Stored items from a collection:
☆ ☆ ☆
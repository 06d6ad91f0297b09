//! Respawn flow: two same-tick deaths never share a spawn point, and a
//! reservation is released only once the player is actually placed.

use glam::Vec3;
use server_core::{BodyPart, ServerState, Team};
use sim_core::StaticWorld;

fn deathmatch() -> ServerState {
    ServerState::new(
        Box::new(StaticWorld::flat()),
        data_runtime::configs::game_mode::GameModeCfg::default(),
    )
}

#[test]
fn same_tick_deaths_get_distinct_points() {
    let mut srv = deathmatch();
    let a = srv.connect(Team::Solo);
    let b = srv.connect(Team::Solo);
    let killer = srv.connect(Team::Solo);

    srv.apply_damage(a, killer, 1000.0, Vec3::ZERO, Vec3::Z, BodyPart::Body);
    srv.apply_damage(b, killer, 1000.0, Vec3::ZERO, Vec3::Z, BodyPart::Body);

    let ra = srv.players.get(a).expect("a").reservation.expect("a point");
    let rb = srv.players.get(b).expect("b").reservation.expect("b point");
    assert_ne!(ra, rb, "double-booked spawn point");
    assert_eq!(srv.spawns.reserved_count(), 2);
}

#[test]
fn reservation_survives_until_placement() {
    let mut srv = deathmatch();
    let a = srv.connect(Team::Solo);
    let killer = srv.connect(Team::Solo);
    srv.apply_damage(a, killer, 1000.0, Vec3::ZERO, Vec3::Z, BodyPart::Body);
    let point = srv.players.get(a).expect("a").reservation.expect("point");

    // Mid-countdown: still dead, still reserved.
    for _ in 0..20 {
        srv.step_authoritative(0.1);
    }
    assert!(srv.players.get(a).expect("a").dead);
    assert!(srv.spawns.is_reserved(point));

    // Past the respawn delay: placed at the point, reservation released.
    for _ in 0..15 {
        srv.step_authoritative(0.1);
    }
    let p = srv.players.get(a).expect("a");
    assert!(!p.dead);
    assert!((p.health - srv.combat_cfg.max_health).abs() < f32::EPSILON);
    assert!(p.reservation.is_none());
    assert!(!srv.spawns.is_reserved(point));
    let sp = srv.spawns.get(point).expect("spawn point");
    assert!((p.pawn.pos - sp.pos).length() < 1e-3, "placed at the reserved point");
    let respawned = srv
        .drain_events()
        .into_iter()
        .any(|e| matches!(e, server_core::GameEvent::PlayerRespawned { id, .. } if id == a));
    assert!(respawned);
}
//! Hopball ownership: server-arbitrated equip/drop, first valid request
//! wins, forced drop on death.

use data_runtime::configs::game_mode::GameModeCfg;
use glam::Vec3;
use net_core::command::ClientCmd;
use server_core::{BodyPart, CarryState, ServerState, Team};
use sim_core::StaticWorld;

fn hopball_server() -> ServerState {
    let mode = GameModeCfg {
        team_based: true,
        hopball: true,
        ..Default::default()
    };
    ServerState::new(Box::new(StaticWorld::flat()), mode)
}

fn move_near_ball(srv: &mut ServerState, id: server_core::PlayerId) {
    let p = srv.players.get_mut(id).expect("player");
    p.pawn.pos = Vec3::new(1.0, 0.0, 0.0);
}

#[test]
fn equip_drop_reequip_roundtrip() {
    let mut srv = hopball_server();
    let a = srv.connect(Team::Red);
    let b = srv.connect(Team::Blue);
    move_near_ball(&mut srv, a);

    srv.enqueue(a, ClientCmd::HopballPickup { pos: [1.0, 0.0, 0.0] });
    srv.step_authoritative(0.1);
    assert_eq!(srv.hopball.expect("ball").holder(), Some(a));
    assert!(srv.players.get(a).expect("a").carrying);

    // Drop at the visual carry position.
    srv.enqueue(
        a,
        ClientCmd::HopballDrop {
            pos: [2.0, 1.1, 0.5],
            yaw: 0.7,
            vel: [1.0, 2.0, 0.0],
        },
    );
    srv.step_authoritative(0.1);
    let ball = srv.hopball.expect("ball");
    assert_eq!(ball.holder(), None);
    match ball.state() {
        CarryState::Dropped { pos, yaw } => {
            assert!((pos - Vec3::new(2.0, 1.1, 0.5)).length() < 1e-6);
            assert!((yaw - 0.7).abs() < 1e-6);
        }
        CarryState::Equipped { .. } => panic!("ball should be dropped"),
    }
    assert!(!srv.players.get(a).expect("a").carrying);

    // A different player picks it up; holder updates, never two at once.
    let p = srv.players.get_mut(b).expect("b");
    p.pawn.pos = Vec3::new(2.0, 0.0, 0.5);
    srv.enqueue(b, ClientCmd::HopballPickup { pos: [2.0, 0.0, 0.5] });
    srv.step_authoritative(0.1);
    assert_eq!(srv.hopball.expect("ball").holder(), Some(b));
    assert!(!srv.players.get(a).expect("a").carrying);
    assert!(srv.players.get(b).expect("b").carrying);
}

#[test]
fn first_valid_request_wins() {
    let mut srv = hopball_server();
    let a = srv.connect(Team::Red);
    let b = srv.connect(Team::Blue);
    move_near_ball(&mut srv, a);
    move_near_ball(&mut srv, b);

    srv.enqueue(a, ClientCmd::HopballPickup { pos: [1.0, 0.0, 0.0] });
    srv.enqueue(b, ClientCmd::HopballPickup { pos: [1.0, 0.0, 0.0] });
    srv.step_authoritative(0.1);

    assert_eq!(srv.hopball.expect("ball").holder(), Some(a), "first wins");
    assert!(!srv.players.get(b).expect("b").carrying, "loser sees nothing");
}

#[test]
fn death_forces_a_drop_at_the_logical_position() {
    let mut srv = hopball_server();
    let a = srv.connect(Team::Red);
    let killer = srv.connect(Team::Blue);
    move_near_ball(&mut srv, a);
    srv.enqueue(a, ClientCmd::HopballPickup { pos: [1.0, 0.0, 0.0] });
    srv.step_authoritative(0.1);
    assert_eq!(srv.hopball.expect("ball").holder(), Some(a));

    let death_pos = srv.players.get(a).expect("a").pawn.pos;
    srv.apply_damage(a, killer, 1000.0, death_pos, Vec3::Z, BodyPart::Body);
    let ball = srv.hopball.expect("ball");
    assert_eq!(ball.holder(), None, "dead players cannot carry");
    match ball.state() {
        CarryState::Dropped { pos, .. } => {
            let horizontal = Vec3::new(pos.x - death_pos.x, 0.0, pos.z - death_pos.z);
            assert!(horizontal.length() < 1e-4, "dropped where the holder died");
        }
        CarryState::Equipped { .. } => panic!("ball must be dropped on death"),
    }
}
☆ ☆ ☆
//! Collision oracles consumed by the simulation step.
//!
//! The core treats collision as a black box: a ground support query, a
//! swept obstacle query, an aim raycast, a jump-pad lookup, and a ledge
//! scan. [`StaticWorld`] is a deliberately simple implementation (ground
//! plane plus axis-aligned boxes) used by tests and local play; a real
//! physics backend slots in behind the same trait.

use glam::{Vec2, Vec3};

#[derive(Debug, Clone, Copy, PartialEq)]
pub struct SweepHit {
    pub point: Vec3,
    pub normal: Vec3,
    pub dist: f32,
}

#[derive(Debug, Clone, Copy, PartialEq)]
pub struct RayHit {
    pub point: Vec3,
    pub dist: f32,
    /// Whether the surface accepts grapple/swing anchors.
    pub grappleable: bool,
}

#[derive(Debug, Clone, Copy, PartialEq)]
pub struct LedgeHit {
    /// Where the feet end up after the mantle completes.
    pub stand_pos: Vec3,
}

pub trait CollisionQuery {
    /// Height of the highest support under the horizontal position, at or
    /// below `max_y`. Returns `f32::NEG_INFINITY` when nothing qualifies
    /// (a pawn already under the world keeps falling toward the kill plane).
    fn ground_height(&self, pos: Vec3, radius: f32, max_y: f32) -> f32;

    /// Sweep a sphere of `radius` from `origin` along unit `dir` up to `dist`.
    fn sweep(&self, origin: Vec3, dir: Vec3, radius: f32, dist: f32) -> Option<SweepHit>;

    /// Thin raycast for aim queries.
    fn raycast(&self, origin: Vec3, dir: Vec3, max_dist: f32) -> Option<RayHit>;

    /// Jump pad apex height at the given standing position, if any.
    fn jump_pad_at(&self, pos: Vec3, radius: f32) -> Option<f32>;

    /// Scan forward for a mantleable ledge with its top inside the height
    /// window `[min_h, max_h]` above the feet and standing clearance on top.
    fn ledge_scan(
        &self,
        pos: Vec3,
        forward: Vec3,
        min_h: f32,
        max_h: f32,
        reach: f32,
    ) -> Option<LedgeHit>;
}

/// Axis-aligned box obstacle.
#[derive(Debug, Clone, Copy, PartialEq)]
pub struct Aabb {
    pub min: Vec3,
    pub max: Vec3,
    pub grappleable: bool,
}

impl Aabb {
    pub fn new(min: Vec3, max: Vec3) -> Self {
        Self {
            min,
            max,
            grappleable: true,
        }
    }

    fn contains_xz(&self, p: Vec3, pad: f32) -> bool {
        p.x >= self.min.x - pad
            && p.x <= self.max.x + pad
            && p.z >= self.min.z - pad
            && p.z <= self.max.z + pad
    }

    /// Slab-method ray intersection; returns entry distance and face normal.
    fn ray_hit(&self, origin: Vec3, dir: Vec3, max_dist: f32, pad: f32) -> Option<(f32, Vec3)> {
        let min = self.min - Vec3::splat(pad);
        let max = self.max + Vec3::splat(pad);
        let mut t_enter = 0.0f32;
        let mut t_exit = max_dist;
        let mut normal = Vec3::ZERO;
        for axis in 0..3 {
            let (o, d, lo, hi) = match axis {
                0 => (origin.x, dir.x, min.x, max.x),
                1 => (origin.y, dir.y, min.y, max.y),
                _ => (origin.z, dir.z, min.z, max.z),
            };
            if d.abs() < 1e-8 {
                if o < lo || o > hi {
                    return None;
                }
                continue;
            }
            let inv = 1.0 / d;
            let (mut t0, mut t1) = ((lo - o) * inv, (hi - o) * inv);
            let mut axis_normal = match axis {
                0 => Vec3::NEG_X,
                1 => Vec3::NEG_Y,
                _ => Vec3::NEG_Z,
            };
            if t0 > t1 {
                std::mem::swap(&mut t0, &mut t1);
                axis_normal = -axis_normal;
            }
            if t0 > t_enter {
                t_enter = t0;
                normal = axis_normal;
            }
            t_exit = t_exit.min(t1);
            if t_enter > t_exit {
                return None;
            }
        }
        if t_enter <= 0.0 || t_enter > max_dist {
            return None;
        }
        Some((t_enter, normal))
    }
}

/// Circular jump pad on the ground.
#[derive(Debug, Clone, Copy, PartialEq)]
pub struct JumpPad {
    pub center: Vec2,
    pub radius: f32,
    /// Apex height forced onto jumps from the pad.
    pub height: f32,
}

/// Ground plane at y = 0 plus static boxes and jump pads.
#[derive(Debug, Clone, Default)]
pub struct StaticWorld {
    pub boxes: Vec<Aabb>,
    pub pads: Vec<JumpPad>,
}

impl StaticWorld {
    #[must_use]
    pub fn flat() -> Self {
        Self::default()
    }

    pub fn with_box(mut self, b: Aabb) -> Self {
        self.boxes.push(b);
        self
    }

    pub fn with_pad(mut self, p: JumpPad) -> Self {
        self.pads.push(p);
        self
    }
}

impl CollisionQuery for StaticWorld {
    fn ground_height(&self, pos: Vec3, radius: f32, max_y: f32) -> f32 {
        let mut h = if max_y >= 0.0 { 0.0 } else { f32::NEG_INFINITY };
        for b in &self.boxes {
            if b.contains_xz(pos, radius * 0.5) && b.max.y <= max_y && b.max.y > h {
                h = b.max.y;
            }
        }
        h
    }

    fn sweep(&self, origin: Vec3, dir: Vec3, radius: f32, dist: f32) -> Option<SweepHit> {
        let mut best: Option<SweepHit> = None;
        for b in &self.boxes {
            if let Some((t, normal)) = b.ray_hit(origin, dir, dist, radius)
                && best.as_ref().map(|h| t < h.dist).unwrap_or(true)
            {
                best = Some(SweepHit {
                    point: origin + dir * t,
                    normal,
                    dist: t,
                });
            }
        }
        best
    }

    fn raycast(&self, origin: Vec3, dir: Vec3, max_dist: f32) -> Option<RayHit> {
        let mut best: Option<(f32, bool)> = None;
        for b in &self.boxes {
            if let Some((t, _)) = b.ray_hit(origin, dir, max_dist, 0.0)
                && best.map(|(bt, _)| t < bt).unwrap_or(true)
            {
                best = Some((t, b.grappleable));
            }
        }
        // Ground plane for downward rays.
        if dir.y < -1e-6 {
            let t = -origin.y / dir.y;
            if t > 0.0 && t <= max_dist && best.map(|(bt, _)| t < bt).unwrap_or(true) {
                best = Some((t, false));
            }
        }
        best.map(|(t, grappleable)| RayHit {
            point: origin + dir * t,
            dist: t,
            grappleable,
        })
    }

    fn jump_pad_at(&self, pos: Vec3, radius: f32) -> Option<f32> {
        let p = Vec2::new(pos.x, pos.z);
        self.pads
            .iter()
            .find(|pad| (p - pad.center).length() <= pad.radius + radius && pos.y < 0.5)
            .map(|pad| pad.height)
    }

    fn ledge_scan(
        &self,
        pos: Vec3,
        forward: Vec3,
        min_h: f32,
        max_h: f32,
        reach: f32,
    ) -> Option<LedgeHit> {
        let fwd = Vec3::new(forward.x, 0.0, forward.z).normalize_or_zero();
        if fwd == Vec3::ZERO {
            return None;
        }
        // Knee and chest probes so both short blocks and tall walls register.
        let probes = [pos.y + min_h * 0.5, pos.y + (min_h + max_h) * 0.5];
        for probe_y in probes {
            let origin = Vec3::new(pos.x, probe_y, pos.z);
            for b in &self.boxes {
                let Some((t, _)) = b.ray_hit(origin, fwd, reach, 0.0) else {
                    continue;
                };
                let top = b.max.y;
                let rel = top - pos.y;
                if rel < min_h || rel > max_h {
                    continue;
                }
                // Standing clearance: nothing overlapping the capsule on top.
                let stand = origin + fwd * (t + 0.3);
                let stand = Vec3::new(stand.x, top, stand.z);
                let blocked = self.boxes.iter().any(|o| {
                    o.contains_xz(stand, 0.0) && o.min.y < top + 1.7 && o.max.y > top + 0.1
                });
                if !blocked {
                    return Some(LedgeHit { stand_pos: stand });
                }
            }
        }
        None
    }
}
☆ ☆ ☆
# Problem details
Look through the records for the string "forward". Copy every line that has it.

# The completed task
    /// Scan forward for a mantleable ledge with its top inside the height
        forward: Vec3,
        forward: Vec3,
        let fwd = Vec3::new(forward.x, 0.0, forward.z).normalize_or_zero();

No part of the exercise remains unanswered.